Unfortunately, many of us do blame the activity for our injury, so we develop a strategy of avoidance. We have a fear of pain associated with the activity, and we protect ourselves from further discomfort by avoiding the offending movement. Many clients tell me things like, “I don’t run because it hurts my [insert body part here].” Yes, running–as well as any activity–hurts when done in a compromised position and using poor form, but you can change this. If you eliminate an activity every time you feel pain, you will eventually have only a very small circle of non-threatening movements and sports. But pain now during an activity does not mean pain forever. You can be active without pain!

It is the position and condition of the body we bring into sports that matters. In other words, the longer we have been playing, and the more injuries we have accrued, the more out of balance our bodies tend to become. Advancing years, then, increase the chances of our bodies being asymmetrical, but that can be improved.
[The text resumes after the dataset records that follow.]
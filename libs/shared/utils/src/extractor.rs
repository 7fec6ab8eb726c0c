use std::sync::Arc;

use axum::{
    body::Body,
    extract::State,
    http::Request,
    middleware::Next,
    response::Response,
};

use shared_config::AppConfig;
use shared_models::auth::Actor;
use shared_models::clinic::Role;
use shared_models::error::AppError;

use crate::jwt::validate_token;

/// Authenticates the bearer token and attaches the [`Actor`] to the request.
pub async fn auth_middleware(
    State(config): State<Arc<AppConfig>>,
    mut request: Request<Body>,
    next: Next,
) -> Result<Response, AppError> {
    let auth_header = request
        .headers()
        .get("Authorization")
        .ok_or_else(|| AppError::Auth("Missing authorization header".to_string()))?;

    let auth_value = auth_header
        .to_str()
        .map_err(|_| AppError::Auth("Invalid authorization header format".to_string()))?;

    let token = auth_value
        .strip_prefix("Bearer ")
        .ok_or_else(|| AppError::Auth("Invalid authorization header format".to_string()))?;

    let actor = validate_token(token, &config.jwt_secret).map_err(AppError::Auth)?;

    request.extensions_mut().insert(actor);

    Ok(next.run(request).await)
}

/// Fails with `Forbidden` unless the caller holds one of `roles`.
pub fn require_role(actor: &Actor, roles: &[Role]) -> Result<(), AppError> {
    if actor.has_any_role(roles) {
        Ok(())
    } else {
        Err(AppError::Forbidden(format!(
            "Role {} may not perform this operation",
            actor.role
        )))
    }
}
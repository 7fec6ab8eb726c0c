use std::time::Duration;

use assert_matches::assert_matches;
use axum::{
    body::Body,
    http::{Request, StatusCode},
};
use chrono::{NaiveDate, Utc};
use serde_json::{json, Value};
use tower::ServiceExt;

use audit_cell::{AuditQueryService, AuditRecorder};
use patient_cell::{
    create_patient_router, PatientError, PatientService, RegisterPatientRequest,
    UpdateMedicalProfileRequest,
};
use shared_database::SqliteStore;
use shared_models::auth::Actor;
use shared_models::clinic::{AuditAction, AuditTable, BloodType, Role};
use shared_utils::test_utils::{JwtTestUtils, TestConfig, TestStore, TestUser};

struct Setup {
    service: PatientService<SqliteStore>,
    recorder: AuditRecorder<SqliteStore>,
    audit: AuditQueryService<SqliteStore>,
    store: TestStore,
}

fn setup() -> Setup {
    let store = TestStore::new();
    let (recorder, _worker) = AuditRecorder::with_retry_worker(store.store.clone(), 3, Duration::from_millis(5));
    Setup {
        service: PatientService::new(recorder.clone()),
        recorder,
        audit: AuditQueryService::new(store.store.clone()),
        store,
    }
}

fn admin() -> Actor {
    Actor::new(1, Role::Admin)
}

fn registration(email: &str) -> RegisterPatientRequest {
    RegisterPatientRequest {
        email: email.to_string(),
        first_name: "Martina".to_string(),
        last_name: "Lopez".to_string(),
        national_id: None,
        phone: Some("+5491133445566".to_string()),
        birth_date: NaiveDate::from_ymd_opt(1990, 3, 21).unwrap(),
        blood_type: Some(BloodType::OPositive),
        allergies: Some("penicillin".to_string()),
        chronic_conditions: None,
        medications: None,
        emergency_contact: None,
    }
}

// ==============================================================================
// SERVICE
// ==============================================================================

#[tokio::test]
async fn registration_starts_with_no_appointments() {
    let s = setup();

    let registered = s.service.register_patient(&admin(), registration("martina@clinic.test")).await.unwrap();

    assert_eq!(registered.user.role, Role::Patient);
    assert_eq!(registered.patient.user_id, registered.user.id);
    assert_eq!(registered.patient.appointment_count, 0);
    assert_eq!(registered.patient.last_consultation, None);

    let trail = s.audit.get_trail(AuditTable::Patients, registered.patient.id).await.unwrap();
    assert_eq!(trail.len(), 1);
    assert_eq!(trail[0].action, AuditAction::Insert);
    assert_eq!(trail[0].actor_user_id, Some(1));
}

#[tokio::test]
async fn duplicate_email_and_future_birth_date_are_rejected() {
    let s = setup();
    s.service.register_patient(&admin(), registration("martina@clinic.test")).await.unwrap();

    let duplicate = s.service.register_patient(&admin(), registration("martina@clinic.test")).await;
    assert_matches!(duplicate, Err(PatientError::ValidationError(_)));

    let mut unborn = registration("baby@clinic.test");
    unborn.birth_date = Utc::now().date_naive() + chrono::Duration::days(30);
    let result = s.service.register_patient(&admin(), unborn).await;
    assert_matches!(result, Err(PatientError::ValidationError(_)));
}

#[tokio::test]
async fn medical_profile_updates_are_partial() {
    let s = setup();
    let patient = s
        .service
        .register_patient(&admin(), registration("martina@clinic.test"))
        .await
        .unwrap()
        .patient;

    let update = UpdateMedicalProfileRequest {
        allergies: Some(None),
        medications: Some(Some("levothyroxine".to_string())),
        ..UpdateMedicalProfileRequest::default()
    };
    let updated = s.service.update_medical_profile(&admin(), patient.id, update).await.unwrap();

    assert_eq!(updated.allergies, None);
    assert_eq!(updated.medications.as_deref(), Some("levothyroxine"));
    assert_eq!(updated.blood_type, Some(BloodType::OPositive));

    let changes = s.audit.get_changes(AuditTable::Patients, patient.id).await.unwrap();
    assert_eq!(changes.len(), 1);
    assert!(changes[0].changed_fields.contains(&"allergies".to_string()));
    assert!(changes[0].changed_fields.contains(&"medications".to_string()));

    let empty = s
        .service
        .update_medical_profile(&admin(), patient.id, UpdateMedicalProfileRequest::default())
        .await;
    assert_matches!(empty, Err(PatientError::ValidationError(_)));
}

#[tokio::test]
async fn federated_uid_belongs_to_one_patient() {
    let s = setup();
    let first = s.service.register_patient(&admin(), registration("a@clinic.test")).await.unwrap().patient;
    let second = s.service.register_patient(&admin(), registration("b@clinic.test")).await.unwrap().patient;

    let linked = s
        .service
        .link_federated_identity(&admin(), first.id, "google-oauth2|123".to_string())
        .await
        .unwrap();
    assert_eq!(linked.federated_uid.as_deref(), Some("google-oauth2|123"));

    // Relinking the same uid is a no-op
    let again = s
        .service
        .link_federated_identity(&admin(), first.id, "google-oauth2|123".to_string())
        .await
        .unwrap();
    assert_eq!(again.version, linked.version);

    let stolen = s
        .service
        .link_federated_identity(&admin(), second.id, "google-oauth2|123".to_string())
        .await;
    assert_matches!(stolen, Err(PatientError::ValidationError(_)));

    let missing = s.service.link_federated_identity(&admin(), 999, "uid".to_string()).await;
    assert_matches!(missing, Err(PatientError::NotFound { .. }));
}

// ==============================================================================
// HTTP
// ==============================================================================

fn request(method: &str, uri: &str, user: &TestUser, body: Option<Value>) -> Request<Body> {
    let builder = Request::builder()
        .method(method)
        .uri(uri)
        .header("authorization", JwtTestUtils::bearer(user));
    match body {
        Some(body) => builder
            .header("content-type", "application/json")
            .body(Body::from(body.to_string()))
            .unwrap(),
        None => builder.body(Body::empty()).unwrap(),
    }
}

async fn body_json(response: axum::response::Response) -> Value {
    let body = axum::body::to_bytes(response.into_body(), usize::MAX).await.unwrap();
    serde_json::from_slice(&body).unwrap()
}

#[tokio::test]
async fn patient_reads_and_edits_only_their_own_record() {
    let s = setup();
    let app = create_patient_router(TestConfig::default().to_arc(), &s.recorder);
    let mine = s.store.patient().await;
    let theirs = s.store.patient().await;
    let user = TestUser::patient(mine.user_id);

    let response = app
        .clone()
        .oneshot(request("GET", &format!("/{}", mine.id), &user, None))
        .await
        .unwrap();
    assert_eq!(response.status(), StatusCode::OK);

    let response = app
        .clone()
        .oneshot(request("GET", &format!("/{}", theirs.id), &user, None))
        .await
        .unwrap();
    assert_eq!(response.status(), StatusCode::FORBIDDEN);

    let response = app
        .clone()
        .oneshot(request(
            "PATCH",
            &format!("/{}/medical", mine.id),
            &user,
            Some(json!({"blood_type": "A-", "emergency_contact": "Jorge 1155550000"})),
        ))
        .await
        .unwrap();
    assert_eq!(response.status(), StatusCode::OK);
    let body = body_json(response).await;
    assert_eq!(body["blood_type"], "A-");
    assert_eq!(body["version"], mine.version + 1);
}

#[tokio::test]
async fn only_admins_register_and_staff_list() {
    let s = setup();
    let app = create_patient_router(TestConfig::default().to_arc(), &s.recorder);
    let body = json!({
        "email": "nuevo@clinic.test",
        "first_name": "Nuevo",
        "last_name": "Paciente",
        "birth_date": "1979-11-02"
    });

    let response = app
        .clone()
        .oneshot(request("POST", "/", &TestUser::doctor(3), Some(body.clone())))
        .await
        .unwrap();
    assert_eq!(response.status(), StatusCode::FORBIDDEN);

    let response = app
        .clone()
        .oneshot(request("POST", "/", &TestUser::admin(1), Some(body)))
        .await
        .unwrap();
    assert_eq!(response.status(), StatusCode::CREATED);

    let response = app.clone().oneshot(request("GET", "/", &TestUser::doctor(3), None)).await.unwrap();
    assert_eq!(response.status(), StatusCode::OK);
    assert_eq!(body_json(response).await["total"], 1);

    let response = app.clone().oneshot(request("GET", "/", &TestUser::patient(9), None)).await.unwrap();
    assert_eq!(response.status(), StatusCode::FORBIDDEN);
}
pub mod doctor;

pub use doctor::DoctorService;
// libs/appointment-cell/src/services/retry.rs
use std::time::Duration;

use tracing::{error, warn};

use audit_cell::{AuditRecorder, AuditedTx};
use shared_config::AppConfig;
use shared_database::EntityStore;

use crate::models::SchedulingError;

pub const DEFAULT_RETRY_BACKOFF: Duration = Duration::from_millis(100);

/// How often a write is retried after the store reports a transient failure.
///
/// `attempts` counts retries after the first try; the n-th retry waits
/// `backoff * n`.
#[derive(Debug, Clone, Copy)]
pub struct RetryPolicy {
    pub attempts: u32,
    pub backoff: Duration,
}

impl RetryPolicy {
    pub fn from_config(config: &AppConfig) -> Self {
        Self {
            attempts: config.transient_retry_attempts,
            backoff: DEFAULT_RETRY_BACKOFF,
        }
    }

    pub fn with_backoff(mut self, backoff: Duration) -> Self {
        self.backoff = backoff;
        self
    }
}

/// Runs `op` in an audited transaction, retrying transient store failures
/// with linear backoff. Every try is a fresh transaction.
pub async fn run_with_retry<S, T, F>(
    recorder: &AuditRecorder<S>,
    policy: RetryPolicy,
    operation: &'static str,
    actor_user_id: Option<i64>,
    op: F,
) -> Result<T, SchedulingError>
where
    S: EntityStore,
    F: FnOnce(&mut AuditedTx<'_>) -> Result<T, SchedulingError> + Clone + Send + 'static,
    T: Send + 'static,
{
    let mut retries = 0;
    loop {
        match recorder.run(actor_user_id, op.clone()).await {
            Err(err) if err.is_retryable() && retries < policy.attempts => {
                retries += 1;
                warn!(operation, retry = retries, error = %err, "Transient store error, retrying");
                tokio::time::sleep(policy.backoff * retries).await;
            }
            Err(err) => {
                if err.is_retryable() {
                    error!(operation, retries, error = %err, "Store still unavailable after retries");
                }
                return Err(err);
            }
            Ok(value) => return Ok(value),
        }
    }
}

#[cfg(test)]
mod tests {
    use super::*;

    #[test]
    fn policy_follows_config() {
        let config = AppConfig {
            transient_retry_attempts: 4,
            ..AppConfig::default()
        };
        let policy = RetryPolicy::from_config(&config).with_backoff(Duration::from_millis(7));
        assert_eq!(policy.attempts, 4);
        assert_eq!(policy.backoff * 2, Duration::from_millis(14));
    }
}
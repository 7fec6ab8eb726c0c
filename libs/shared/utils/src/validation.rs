// libs/shared/utils/src/validation.rs
use std::sync::LazyLock;

use regex::Regex;

static EMAIL: LazyLock<Option<Regex>> =
    LazyLock::new(|| Regex::new(r"^[a-zA-Z0-9._%+-]+@[a-zA-Z0-9.-]+\.[a-zA-Z]{2,}$").ok());

static PHONE: LazyLock<Option<Regex>> =
    LazyLock::new(|| Regex::new(r"^\+?[1-9]\d{1,14}$|^\+?\d{1,4}[\s\-\.\(\)]*\d{1,14}$").ok());

pub fn is_valid_email(email: &str) -> bool {
    email.len() <= 254 && EMAIL.as_ref().is_some_and(|re| re.is_match(email))
}

pub fn is_valid_phone(phone: &str) -> bool {
    PHONE.as_ref().is_some_and(|re| re.is_match(phone))
}

/// Trims `value` and rejects it when nothing is left.
pub fn required(field: &str, value: &str) -> Result<String, String> {
    let trimmed = value.trim();
    if trimmed.is_empty() {
        return Err(format!("{} is required", field));
    }
    Ok(trimmed.to_string())
}
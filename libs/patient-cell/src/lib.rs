pub mod models;
pub mod handlers;
pub mod router;
pub mod services;

pub use models::*;
pub use services::PatientService;
pub use router::create_patient_router;
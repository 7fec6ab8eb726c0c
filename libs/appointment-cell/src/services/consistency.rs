// libs/appointment-cell/src/services/consistency.rs
//
// Read-only audit of the scheduling invariants: one active appointment per
// slot, patient counters, and doctor next-slot bookkeeping.
//

use std::collections::HashMap;

use chrono::{DateTime, Utc};
use tracing::{info, instrument, warn};

use shared_database::{AppointmentFilter, EntityStore};
use shared_models::clinic::{Appointment, Doctor, Patient};

use crate::models::{ConsistencyReport, CountMismatch, SchedulingError, SlotMismatch};
use crate::services::conflict::find_double_bookings;

#[derive(Clone)]
pub struct ConsistencyChecker<S: EntityStore> {
    store: S,
}

impl<S: EntityStore> ConsistencyChecker<S> {
    pub fn new(store: S) -> Self {
        Self { store }
    }

    #[instrument(skip(self))]
    pub async fn check(&self) -> Result<ConsistencyReport, SchedulingError> {
        let (appointments, patients, doctors) = self
            .store
            .read(|tx| {
                Ok::<_, SchedulingError>((
                    tx.list_appointments(&AppointmentFilter::default())?,
                    tx.list_patients()?,
                    tx.list_doctors(None)?,
                ))
            })
            .await?;

        let report = evaluate(&appointments, &patients, &doctors, Utc::now());
        if report.is_consistent {
            info!("Scheduling data consistent ({} appointments)", appointments.len());
        } else {
            warn!(
                double_bookings = report.double_bookings.len(),
                count_mismatches = report.count_mismatches.len(),
                slot_mismatches = report.slot_mismatches.len(),
                "Scheduling inconsistencies found"
            );
        }
        Ok(report)
    }
}

pub fn evaluate(
    appointments: &[Appointment],
    patients: &[Patient],
    doctors: &[Doctor],
    checked_at: DateTime<Utc>,
) -> ConsistencyReport {
    let double_bookings = find_double_bookings(appointments);

    let mut active_per_patient: HashMap<i64, i64> = HashMap::new();
    let mut next_slot_per_doctor: HashMap<i64, DateTime<Utc>> = HashMap::new();
    for appointment in appointments {
        if appointment.state.holds_slot() {
            *active_per_patient.entry(appointment.patient_id).or_insert(0) += 1;
        }
        if appointment.state.is_upcoming() {
            next_slot_per_doctor
                .entry(appointment.doctor_id)
                .and_modify(|slot| *slot = (*slot).min(appointment.scheduled_at))
                .or_insert(appointment.scheduled_at);
        }
    }

    let count_mismatches: Vec<CountMismatch> = patients
        .iter()
        .filter_map(|patient| {
            let actual = active_per_patient.get(&patient.id).copied().unwrap_or(0);
            (patient.appointment_count != actual).then_some(CountMismatch {
                patient_id: patient.id,
                recorded: patient.appointment_count,
                actual,
            })
        })
        .collect();

    let slot_mismatches: Vec<SlotMismatch> = doctors
        .iter()
        .filter_map(|doctor| {
            let expected = next_slot_per_doctor.get(&doctor.id).copied();
            (doctor.next_available_slot != expected).then_some(SlotMismatch {
                doctor_id: doctor.id,
                recorded: doctor.next_available_slot,
                expected,
            })
        })
        .collect();

    ConsistencyReport {
        checked_at,
        is_consistent: double_bookings.is_empty() && count_mismatches.is_empty() && slot_mismatches.is_empty(),
        double_bookings,
        count_mismatches,
        slot_mismatches,
    }
}
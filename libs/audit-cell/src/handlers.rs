use std::sync::Arc;

use axum::{
    extract::{Extension, Path, Query, State},
    Json,
};
use chrono::{DateTime, NaiveDate, Utc};
use serde::Deserialize;
use serde_json::{json, Value};

use shared_config::AppConfig;
use shared_database::SqliteStore;
use shared_models::auth::Actor;
use shared_models::clinic::Role;
use shared_models::error::AppError;
use shared_utils::extractor::require_role;

use crate::models::parse_table;
use crate::services::{AuditQueryService, AuditRetryHandle};

pub struct AuditState {
    pub config: Arc<AppConfig>,
    pub queries: AuditQueryService<SqliteStore>,
    pub retry: AuditRetryHandle,
}

// ==============================================================================
// QUERY PARAMETER STRUCTS
// ==============================================================================

#[derive(Debug, Deserialize)]
pub struct LimitQuery {
    pub limit: Option<i64>,
}

#[derive(Debug, Deserialize)]
pub struct AnomalyQuery {
    pub threshold: Option<i64>,
}

#[derive(Debug, Deserialize)]
pub struct PreviousStateQuery {
    pub before: Option<DateTime<Utc>>,
}

#[derive(Debug, Deserialize)]
pub struct DateRangeQuery {
    pub from: NaiveDate,
    pub to: NaiveDate,
}

fn admin_only(actor: &Actor) -> Result<(), AppError> {
    require_role(actor, &[Role::Admin])
}

// ==============================================================================
// AUDIT HANDLERS
// ==============================================================================

#[axum::debug_handler]
pub async fn get_trail(
    State(state): State<Arc<AuditState>>,
    Extension(actor): Extension<Actor>,
    Path((table, record_id)): Path<(String, i64)>,
) -> Result<Json<Value>, AppError> {
    admin_only(&actor)?;
    let table = parse_table(&table)?;

    let trail = state.queries.get_trail(table, record_id).await?;

    Ok(Json(json!({
        "table": table,
        "record_id": record_id,
        "total": trail.len(),
        "trail": trail
    })))
}

#[axum::debug_handler]
pub async fn get_recent(
    State(state): State<Arc<AuditState>>,
    Extension(actor): Extension<Actor>,
    Path(table): Path<String>,
    Query(query): Query<LimitQuery>,
) -> Result<Json<Value>, AppError> {
    admin_only(&actor)?;
    let table = parse_table(&table)?;

    let records = state.queries.get_recent(table, query.limit).await?;

    Ok(Json(json!({
        "table": table,
        "total": records.len(),
        "records": records
    })))
}

#[axum::debug_handler]
pub async fn get_changes(
    State(state): State<Arc<AuditState>>,
    Extension(actor): Extension<Actor>,
    Path((table, record_id)): Path<(String, i64)>,
) -> Result<Json<Value>, AppError> {
    admin_only(&actor)?;
    let table = parse_table(&table)?;

    let changes = state.queries.get_changes(table, record_id).await?;

    Ok(Json(json!({
        "table": table,
        "record_id": record_id,
        "changes": changes
    })))
}

#[axum::debug_handler]
pub async fn get_by_actor(
    State(state): State<Arc<AuditState>>,
    Extension(actor): Extension<Actor>,
    Path(user_id): Path<i64>,
    Query(query): Query<LimitQuery>,
) -> Result<Json<Value>, AppError> {
    admin_only(&actor)?;

    let records = state.queries.get_by_actor(user_id, query.limit).await?;

    Ok(Json(json!({
        "user_id": user_id,
        "total": records.len(),
        "records": records
    })))
}

#[axum::debug_handler]
pub async fn detect_anomalies(
    State(state): State<Arc<AuditState>>,
    Extension(actor): Extension<Actor>,
    Query(query): Query<AnomalyQuery>,
) -> Result<Json<Value>, AppError> {
    admin_only(&actor)?;
    let threshold = query.threshold.unwrap_or(state.config.anomaly_threshold);

    let anomalies = state.queries.detect_anomalies(threshold).await?;

    Ok(Json(json!({
        "threshold": threshold,
        "window_hours": crate::services::query::ANOMALY_WINDOW_HOURS,
        "anomalies": anomalies
    })))
}

#[axum::debug_handler]
pub async fn get_stats(
    State(state): State<Arc<AuditState>>,
    Extension(actor): Extension<Actor>,
) -> Result<Json<Value>, AppError> {
    admin_only(&actor)?;

    let stats = state.queries.get_stats().await?;

    Ok(Json(json!(stats)))
}

#[axum::debug_handler]
pub async fn get_previous_state(
    State(state): State<Arc<AuditState>>,
    Extension(actor): Extension<Actor>,
    Path((table, record_id)): Path<(String, i64)>,
    Query(query): Query<PreviousStateQuery>,
) -> Result<Json<Value>, AppError> {
    admin_only(&actor)?;
    let table = parse_table(&table)?;

    let previous = state
        .queries
        .get_previous_state(table, record_id, query.before)
        .await?
        .ok_or_else(|| AppError::NotFound(format!("No earlier state recorded for {} {}", table, record_id)))?;

    Ok(Json(json!(previous)))
}

#[axum::debug_handler]
pub async fn get_by_date_range(
    State(state): State<Arc<AuditState>>,
    Extension(actor): Extension<Actor>,
    Path(table): Path<String>,
    Query(query): Query<DateRangeQuery>,
) -> Result<Json<Value>, AppError> {
    admin_only(&actor)?;
    let table = parse_table(&table)?;

    let records = state.queries.get_by_date_range(table, query.from, query.to).await?;

    Ok(Json(json!({
        "table": table,
        "from": query.from,
        "to": query.to,
        "total": records.len(),
        "records": records
    })))
}

#[axum::debug_handler]
pub async fn get_appointment_summary(
    State(state): State<Arc<AuditState>>,
    Extension(actor): Extension<Actor>,
    Path(appointment_id): Path<i64>,
) -> Result<Json<Value>, AppError> {
    admin_only(&actor)?;

    let summary = state.queries.get_appointment_summary(appointment_id).await?;
    if summary.trail.is_empty() {
        return Err(AppError::NotFound(format!("No audit history for appointment {}", appointment_id)));
    }

    Ok(Json(json!(summary)))
}

#[axum::debug_handler]
pub async fn get_dead_letters(
    State(state): State<Arc<AuditState>>,
    Extension(actor): Extension<Actor>,
) -> Result<Json<Value>, AppError> {
    admin_only(&actor)?;

    let letters = state.retry.dead_letters();

    Ok(Json(json!({
        "pending_retries": state.retry.pending(),
        "total": letters.len(),
        "dead_letters": letters
    })))
}

#[axum::debug_handler]
pub async fn validate_audit_log(
    State(state): State<Arc<AuditState>>,
    Extension(actor): Extension<Actor>,
) -> Result<Json<Value>, AppError> {
    admin_only(&actor)?;

    let report = state.queries.validate(&state.retry).await?;

    Ok(Json(json!(report)))
}
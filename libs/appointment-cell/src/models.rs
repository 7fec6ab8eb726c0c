// libs/appointment-cell/src/models.rs
use chrono::{DateTime, Utc};
use serde::{Deserialize, Serialize};
use thiserror::Error;

use shared_database::{Constraint, StoreError};
use shared_models::clinic::{AppointmentState, PaymentState};
use shared_models::error::AppError;

// ==============================================================================
// REQUEST MODELS
// ==============================================================================

#[derive(Debug, Clone, Serialize, Deserialize)]
pub struct BookAppointmentRequest {
    pub patient_id: i64,
    pub doctor_id: i64,
    /// Stored with microsecond precision; finer values are rejected.
    pub scheduled_at: DateTime<Utc>,
    pub reason: Option<String>,
}

#[derive(Debug, Clone, Serialize, Deserialize)]
pub struct ReassignDoctorRequest {
    pub new_doctor_id: i64,
}

#[derive(Debug, Clone, Serialize, Deserialize)]
pub struct UpdateNotesRequest {
    pub notes: Option<String>,
}

#[derive(Debug, Clone, Serialize, Deserialize)]
pub struct CreatePaymentRequest {
    pub amount: f64,
    pub method: String,
}

/// Status reported by the payment gateway for one appointment.
#[derive(Debug, Clone, Serialize, Deserialize)]
pub struct PaymentStatusReport {
    pub state: PaymentState,
    pub gateway_reference: Option<String>,
}

#[derive(Debug, Clone, Serialize, Deserialize)]
pub struct AttachFileRequest {
    pub kind: String,
    pub url: String,
    pub name: String,
}

#[derive(Debug, Clone, Default, Serialize, Deserialize)]
pub struct AppointmentSearchQuery {
    pub patient_id: Option<i64>,
    pub doctor_id: Option<i64>,
    pub state: Option<AppointmentState>,
}

// ==============================================================================
// CONSISTENCY MODELS
// ==============================================================================

#[derive(Debug, Clone, PartialEq, Eq, Serialize, Deserialize)]
pub struct DoubleBooking {
    pub doctor_id: i64,
    pub scheduled_at: DateTime<Utc>,
    pub appointment_ids: Vec<i64>,
}

#[derive(Debug, Clone, PartialEq, Eq, Serialize, Deserialize)]
pub struct CountMismatch {
    pub patient_id: i64,
    pub recorded: i64,
    pub actual: i64,
}

#[derive(Debug, Clone, PartialEq, Eq, Serialize, Deserialize)]
pub struct SlotMismatch {
    pub doctor_id: i64,
    pub recorded: Option<DateTime<Utc>>,
    pub expected: Option<DateTime<Utc>>,
}

#[derive(Debug, Clone, Serialize, Deserialize)]
pub struct ConsistencyReport {
    pub checked_at: DateTime<Utc>,
    pub is_consistent: bool,
    pub double_bookings: Vec<DoubleBooking>,
    pub count_mismatches: Vec<CountMismatch>,
    pub slot_mismatches: Vec<SlotMismatch>,
}

// ==============================================================================
// ERROR TYPES
// ==============================================================================

#[derive(Debug, Error)]
pub enum SchedulingError {
    #[error("{entity} {id} not found")]
    NotFound { entity: &'static str, id: i64 },

    #[error("Slot unavailable: {0}")]
    SlotUnavailable(String),

    #[error("Appointment {0} is already cancelled")]
    AlreadyCancelled(i64),

    #[error("Invalid transition: {0}")]
    InvalidTransition(String),

    #[error("Validation error: {0}")]
    ValidationError(String),

    #[error("Constraint violated: {0}")]
    ConstraintViolation(String),

    #[error("Doctor {0} is inactive")]
    DoctorInactive(i64),

    #[error("Store temporarily unavailable: {0}")]
    TransientStore(String),

    #[error("Store error: {0}")]
    Store(String),
}

impl SchedulingError {
    pub fn not_found(entity: &'static str, id: i64) -> Self {
        SchedulingError::NotFound { entity, id }
    }

    /// Stable machine-readable kind.
    pub fn kind(&self) -> &'static str {
        match self {
            SchedulingError::NotFound { .. } => "not_found",
            SchedulingError::SlotUnavailable(_) => "slot_unavailable",
            SchedulingError::AlreadyCancelled(_) => "already_cancelled",
            SchedulingError::InvalidTransition(_) => "invalid_transition",
            SchedulingError::ValidationError(_) => "validation_error",
            SchedulingError::ConstraintViolation(_) => "constraint_violation",
            SchedulingError::DoctorInactive(_) => "doctor_inactive",
            SchedulingError::TransientStore(_) => "transient_store_error",
            SchedulingError::Store(_) => "store_error",
        }
    }

    pub fn is_retryable(&self) -> bool {
        matches!(self, SchedulingError::TransientStore(_))
    }
}

impl From<StoreError> for SchedulingError {
    fn from(err: StoreError) -> Self {
        match err {
            StoreError::NotFound { entity, id } => SchedulingError::NotFound { entity, id },
            StoreError::StaleVersion { .. } => SchedulingError::ConstraintViolation(err.to_string()),
            StoreError::ConstraintViolation(constraint) => match constraint {
                // Lost the race against a concurrent booking of the same slot
                Constraint::ActiveSlot => SchedulingError::SlotUnavailable(constraint.to_string()),
                Constraint::Other(message) => SchedulingError::ConstraintViolation(message),
                other => SchedulingError::ValidationError(other.to_string()),
            },
            StoreError::Transient(message) => SchedulingError::TransientStore(message),
            other => SchedulingError::Store(other.to_string()),
        }
    }
}

impl From<SchedulingError> for AppError {
    fn from(err: SchedulingError) -> Self {
        match err {
            SchedulingError::NotFound { .. } => AppError::NotFound(err.to_string()),
            SchedulingError::ValidationError(message) => AppError::ValidationError(message),
            SchedulingError::TransientStore(message) => AppError::Unavailable(message),
            SchedulingError::Store(message) => AppError::Database(message),
            other => AppError::conflict(other.kind(), other.to_string()),
        }
    }
}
It is the body brought into sport that predicts a person’s sports performance and dictates the injury risk, not the sports we play, and not our age.

It’s true, as we get older, the sports we enjoy may change. Actually, I don’t do gymnastics anymore and can now enjoy a round of golf, which was way too boring and slow when I was younger. What is important is that you are able to continue moving and challenging yourself physically for life. Therefore, let’s take a vow of sports activity for our lifetime and start filling up those older age groups in our local races. Wouldn’t it be fantastic if the 60+ age group was bigger than the 20+ age group? I would love to see that day!

What athletic challenging are you planning for yourself this summer? Let me know! Leave a comment.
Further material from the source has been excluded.